实验室博士生徐政伟的论文被国际顶级期刊 ieee transactions on industrial informatics (if=11.648)录用,祝贺!
a lightweight specific emitter identification model for iiot devices based on adaptive broad learning
ieee transactions on industrial informatics,
2022 (sci index, if=if=11.648)
辐射源个体(sei)是一种通过区分发射器发送信号的特征,识别不同个体的技术。
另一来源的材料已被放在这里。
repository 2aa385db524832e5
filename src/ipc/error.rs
use serde_json::json;

pub fn ok(id: &str, result: serde_json::Value) -> serde_json::Value {
    json!({
        "id": id,
        "ok": true,
        "result": result
    })
}

pub fn err(
    id: &str,
    code: &str,
    message: impl Into<String>,
    details: Option<serde_json::Value>,
) -> serde_json::Value {
    let mut error = json!({
        "code": code,
        "message": message.into(),
    });
    if let Some(d) = details {
        error["details"] = d;
    }
    json!({
        "id": id,
        "ok": false,
        "error": error,
    })
}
通过作用于互联网的物理层,可以有效提高工业物联网(iiot)的安全性。目前,对sei的研究集中于深度学习(dl)模型,该类方法以端到端的方式从原始信号中自动学习发射器的固有特征。但该类模型往往具有大量的超参数并依赖方向传播更新网络参数,导致其计算成本非常高昂,这限制了基于dl的sei模型在某些计算资源受限场景中的应用。为了解决这个问题,本文提出了一种自适应宽度学习(abl)来构建轻量级sei模型。在所提出的模型中,原始信号样本被映射到特征节点,发射器表示为输出节点。隐藏节点通过宽度网络直接连接到输出节点。通过这种扁平结构,可以有效地减小模型的尺寸和计算量。为了进一步节省计算成本,本文进一步设计了一种自适应节点扩展策略,用于快速获得模型的最优超参数。最后,通过在真实场景中构建的ads-b数据集上测试,验证了本文方法的有效性。